I was always jealous that my dad got to go watch the launches at Cape Canaveral, while I had to watch on TV back in LA. But dad always said NASA, as a government agency, was a pain to deal with, so he decided against bidding on any shuttle work when that came along after Apollo. There’s probably a lesson there. Then, too, the narrow scientific argument that the moon program was a diversion of scarce engineering talent is probably right. But--the politics of it was so fun.

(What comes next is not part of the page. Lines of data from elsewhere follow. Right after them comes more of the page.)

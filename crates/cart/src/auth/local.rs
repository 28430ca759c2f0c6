//! In-memory fixture accounts.

use async_trait::async_trait;
use secrecy::{ExposeSecret, SecretString};
use shopfront_core::{Email, UserId};
use tracing::debug;
use uuid::Uuid;

use super::SessionResolver;
use crate::error::{ClientError, Result};
use crate::session::{Session, SessionUser};

/// A fixture account accepted by [`LocalResolver`].
pub struct LocalAccount {
    pub user: SessionUser,
    password: SecretString,
}

impl LocalAccount {
    #[must_use]
    pub const fn new(user: SessionUser, password: SecretString) -> Self {
        Self { user, password }
    }
}

/// Resolves sessions against a fixed account list.
///
/// Issued tokens are opaque `local-<uuid>` strings that no real backend
/// accepts; they only satisfy the client-side session gate.
#[derive(Default)]
pub struct LocalResolver {
    accounts: Vec<LocalAccount>,
}

impl LocalResolver {
    #[must_use]
    pub const fn new(accounts: Vec<LocalAccount>) -> Self {
        Self { accounts }
    }

    /// One account: `demo@shopfront.test` / `demo1234`.
    #[must_use]
    pub fn demo() -> Self {
        let accounts = Email::parse("demo@shopfront.test")
            .into_iter()
            .map(|email| {
                LocalAccount::new(
                    SessionUser {
                        id: UserId::new(1),
                        email,
                        name: Some("Demo Shopper".to_string()),
                    },
                    SecretString::from("demo1234".to_string()),
                )
            })
            .collect();
        Self::new(accounts)
    }
}

#[async_trait]
impl SessionResolver for LocalResolver {
    async fn login(&self, email: &Email, password: &SecretString) -> Result<Session> {
        let account = self
            .accounts
            .iter()
            .find(|account| &account.user.email == email)
            .filter(|account| account.password.expose_secret() == password.expose_secret())
            .ok_or(ClientError::InvalidCredentials)?;

        debug!(user_id = %account.user.id, "Local account matched");
        let token = format!("local-{}", Uuid::new_v4());
        Ok(Session::new(SecretString::from(token)).with_user(account.user.clone()))
    }

    async fn is_available(&self) -> bool {
        true
    }
}

#[cfg(test)]
#[allow(clippy::unwrap_used)]
mod tests {
    use super::*;

    #[tokio::test]
    async fn test_demo_account_logs_in() {
        let resolver = LocalResolver::demo();
        let email = Email::parse("DEMO@Shopfront.test").unwrap();
        let session = resolver
            .login(&email, &SecretString::from("demo1234".to_string()))
            .await;
        // Local part is case-sensitive.
        assert!(matches!(session, Err(ClientError::InvalidCredentials)));

        let email = Email::parse("demo@SHOPFRONT.test").unwrap();
        let session = resolver
            .login(&email, &SecretString::from("demo1234".to_string()))
            .await
            .unwrap();
        assert!(session.token().expose_secret().starts_with("local-"));
        assert_eq!(session.user.unwrap().id, UserId::new(1));
    }

    #[tokio::test]
    async fn test_unknown_account_is_rejected() {
        let resolver = LocalResolver::demo();
        let email = Email::parse("someone@example.com").unwrap();
        let err = resolver
            .login(&email, &SecretString::from("demo1234".to_string()))
            .await
            .unwrap_err();
        assert!(matches!(err, ClientError::InvalidCredentials));
    }

    #[tokio::test]
    async fn test_tokens_are_unique() {
        let resolver = LocalResolver::demo();
        let email = Email::parse("demo@shopfront.test").unwrap();
        let password = SecretString::from("demo1234".to_string());
        let first = resolver.login(&email, &password).await.unwrap();
        let second = resolver.login(&email, &password).await.unwrap();
        assert_ne!(
            first.token().expose_secret(),
            second.token().expose_secret()
        );
    }
}
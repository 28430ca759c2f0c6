//! Shopfront cart synchronization client.
//!
//! Keeps a client-side mirror of the shopper's server-side cart and
//! exposes the cart operations of the Shopfront REST API.
//!
//! # Modules
//!
//! - [`cart`] - The cart mirror and its operations
//! - [`auth`] - Login with remote and local session resolvers
//! - [`catalog`] - Cached product snapshots
//! - [`session`] - Shared session store
//! - [`transport`] - The `Transport` seam and its `reqwest` implementation
//! - [`notify`] - User-facing operation notices
//! - [`config`] - Environment configuration
//! - [`error`] - The uniform `ClientError`

#![cfg_attr(not(test), forbid(unsafe_code))]

pub mod auth;
pub mod cart;
pub mod catalog;
pub mod config;
pub mod error;
pub mod notify;
pub mod session;
pub mod transport;

#[cfg(test)]
mod testing;

pub use auth::{AuthService, FallbackResolver, LocalResolver, RemoteResolver, SessionResolver};
pub use cart::{CartClient, CartPhase, CartRoutes, CartValidation};
pub use catalog::CatalogClient;
pub use config::{ClientConfig, ConfigError};
pub use error::{CheckoutBlocker, ClientError, Result};
pub use notify::{Notice, NoticeLevel, Notifier, RecordingNotifier, TracingNotifier};
pub use session::{AuthState, Session, SessionStore, SessionUser};
pub use transport::{ApiRequest, HttpTransport, Transport};
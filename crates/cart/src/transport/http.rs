//! `reqwest` implementation of [`Transport`].

use std::sync::Arc;

use async_trait::async_trait;
use reqwest::StatusCode;
use secrecy::ExposeSecret;
use serde_json::Value;
use tracing::{debug, instrument};
use url::Url;
use uuid::Uuid;

use super::{ApiRequest, Transport, open_envelope};
use crate::config::ClientConfig;
use crate::error::{ClientError, Result};
use crate::session::SessionStore;

/// Header carrying a per-request correlation ID.
const REQUEST_ID_HEADER: &str = "X-Request-Id";

/// HTTP transport for the storefront REST API.
#[derive(Clone)]
pub struct HttpTransport {
    inner: Arc<HttpTransportInner>,
}

struct HttpTransportInner {
    client: reqwest::Client,
    base_url: Url,
    session: SessionStore,
}

impl std::fmt::Debug for HttpTransport {
    fn fmt(&self, f: &mut std::fmt::Formatter<'_>) -> std::fmt::Result {
        f.debug_struct("HttpTransport")
            .field("base_url", &self.inner.base_url.as_str())
            .finish_non_exhaustive()
    }
}

impl HttpTransport {
    /// Create a transport bound to `session`.
    ///
    /// # Errors
    ///
    /// Returns `NetworkFailure` if the HTTP client cannot be built.
    pub fn new(config: &ClientConfig, session: SessionStore) -> Result<Self> {
        let client = reqwest::Client::builder()
            .timeout(config.timeout)
            .build()?;

        Ok(Self {
            inner: Arc::new(HttpTransportInner {
                client,
                base_url: with_trailing_slash(config.api_url.clone()),
                session,
            }),
        })
    }

    fn url_for(&self, path: &str) -> Result<Url> {
        self.inner
            .base_url
            .join(path.trim_start_matches('/'))
            .map_err(|e| ClientError::InvalidArgument(format!("bad API path {path}: {e}")))
    }
}

#[async_trait]
impl Transport for HttpTransport {
    #[instrument(
        skip(self, request),
        fields(method = %request.method, path = %request.path, request_id = tracing::field::Empty)
    )]
    async fn send(&self, request: ApiRequest) -> Result<Option<Value>> {
        let token = if request.authenticated {
            Some(
                self.inner
                    .session
                    .bearer_token()
                    .ok_or(ClientError::AuthRequired)?,
            )
        } else {
            None
        };

        let request_id = Uuid::new_v4().to_string();
        tracing::Span::current().record("request_id", request_id.as_str());

        let url = self.url_for(&request.path)?;
        let mut builder = self
            .inner
            .client
            .request(request.method, url)
            .header(REQUEST_ID_HEADER, &request_id);
        if let Some(token) = &token {
            builder = builder.bearer_auth(token.expose_secret());
        }
        if let Some(body) = &request.body {
            builder = builder.json(body);
        }

        let response = builder.send().await?;
        let status = response.status();

        if status == StatusCode::UNAUTHORIZED && request.authenticated {
            self.inner.session.expire();
            return Err(ClientError::AuthRequired);
        }

        let body = response
            .text()
            .await
            .map_err(|e| ClientError::NetworkFailure(e.to_string()))?;
        debug!(status = %status, bytes = body.len(), "API response received");

        open_envelope(status, &body)
    }
}

/// `Url::join` drops the last segment of a base without a trailing slash.
fn with_trailing_slash(mut url: Url) -> Url {
    if !url.path().ends_with('/') {
        let path = format!("{}/", url.path());
        url.set_path(&path);
    }
    url
}
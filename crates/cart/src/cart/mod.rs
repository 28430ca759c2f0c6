//! Cart synchronization client.
//!
//! [`CartClient`] is the single owner of the cart mirror. Every mutating
//! operation is one request; on success the server's cart replaces the
//! mirror wholesale, on failure the mirror is left untouched (or discarded,
//! if the failure means the session is gone). Readers fold over the mirror
//! and never touch the network.
//!
//! Concurrent mutations are not serialized: whichever response arrives last
//! overwrites the mirror. A response that lands after the session ended is
//! returned to its caller but not applied, so a signed-out client never
//! reads as `Ready`.
//!
//! Carts whose totals do not fit a `Decimal` are refused as
//! `MalformedResponse`; the mirror only ever holds carts the readers can
//! fold.
//!
//! # Example
//!
//! ```rust,ignore
//! let client = CartClient::from_config(&config, session.clone())?;
//! client.init().await;
//!
//! let cart = client.add_item(ProductId::new(42), 2).await?;
//! assert_eq!(client.item_count(), 2);
//!
//! client.dispose();
//! ```

mod mirror;
mod routes;

use std::sync::{Arc, Weak};

use parking_lot::{Mutex, RwLock};
use rust_decimal::Decimal;
use serde::Deserialize;
use serde_json::json;
use shopfront_core::{Cart, CartItem, CartItemId, ProductId};
use tokio::task::JoinHandle;
use tracing::{debug, instrument, warn};

use crate::config::ClientConfig;
use crate::error::{CheckoutBlocker, ClientError, Result};
use crate::notify::{Notice, Notifier, TracingNotifier};
use crate::session::{AuthState, SessionStore};
use crate::transport::{ApiRequest, HttpTransport, Transport, decode_data};

pub use mirror::CartPhase;
pub use routes::CartRoutes;

use mirror::{CartMirror, InFlight};

/// Server verdict on whether the cart can proceed to checkout.
#[derive(Debug, Clone, PartialEq, Eq, Deserialize)]
pub struct CartValidation {
    pub valid: bool,
    #[serde(default)]
    pub issues: Vec<String>,
}

// =============================================================================
// CartClient
// =============================================================================

/// Client-side cart mirror synchronized with the remote cart API.
#[derive(Clone)]
pub struct CartClient {
    inner: Arc<CartClientInner>,
}

struct CartClientInner {
    transport: Arc<dyn Transport>,
    session: SessionStore,
    notifier: Arc<dyn Notifier>,
    routes: CartRoutes,
    mirror: RwLock<CartMirror>,
    watcher: Mutex<Option<JoinHandle<()>>>,
}

impl Drop for CartClientInner {
    fn drop(&mut self) {
        if let Some(handle) = self.watcher.get_mut().take() {
            handle.abort();
        }
    }
}

impl std::fmt::Debug for CartClient {
    fn fmt(&self, f: &mut std::fmt::Formatter<'_>) -> std::fmt::Result {
        f.debug_struct("CartClient")
            .field("routes", &self.inner.routes)
            .field("phase", &self.phase())
            .finish_non_exhaustive()
    }
}

/// Builder for [`CartClient`].
pub struct CartClientBuilder {
    transport: Arc<dyn Transport>,
    session: SessionStore,
    notifier: Arc<dyn Notifier>,
    routes: CartRoutes,
}

impl CartClientBuilder {
    /// Where success and failure notices go.
    #[must_use]
    pub fn notifier(mut self, notifier: Arc<dyn Notifier>) -> Self {
        self.notifier = notifier;
        self
    }

    /// Cart endpoint paths.
    #[must_use]
    pub fn routes(mut self, routes: CartRoutes) -> Self {
        self.routes = routes;
        self
    }

    #[must_use]
    pub fn build(self) -> CartClient {
        CartClient {
            inner: Arc::new(CartClientInner {
                transport: self.transport,
                session: self.session,
                notifier: self.notifier,
                routes: self.routes,
                mirror: RwLock::new(CartMirror::default()),
                watcher: Mutex::new(None),
            }),
        }
    }
}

Lots of folks-Tom Wolfe in the NY Times yesterday,
Megan McArdle in The Atlantic blog today--say it is a failure of imagination that we haven’t continued our space program in a serious way. They are right, but miss one big reason why: contemporary liberalism. I submit for your consideration a passage from my first Age of Reagan volume:
The reaction to the moon landing in 1969 is a good example of national exhaustion and liberal guilt at work. The moon landing had been set out as a lofty goal by the liberals’ hero, John F. Kennedy, and the moon landing was an occasion of national pride and celebration for most Americans. Here, amidst the rubble and gloom of the 1960s, was something that had gone splendidly right. Many leading liberals, however, could only sniff that while the moon landing was undeniably impressive, the money for the moon landing would have been better spent on social problems on Earth. The popular cliché of the time went: “Any nation that can land a man on the moon can [fill in the blank].” (The total cost of the decade-long moon landing project was less than three months’ worth of federal spending for social programs in 1969.) A 25 person delegation from the Poor People’s Campaign, led by Rev. Ralph Abernathy (Martin Luther King’s successor), came to the Apollo 11 launch at Cape Canaveral “to protest America’s inability to choose human priorities,” while Senate Majority Leader Mike Mansfield said that “The needs of the people on earth, and especially in this country, should have priority. When we solve these problems, we can consider space efforts.” Even the brother of the man who issued the call to go to the moon, Sen. Ted Kennedy, expressed weariness with the space program: “I think after [the moon landing] the space program ought to fit into our other national priorities.”
Still wish we were going back there, though. And to Mars, too. But we’ve got to nationalize health care first, right?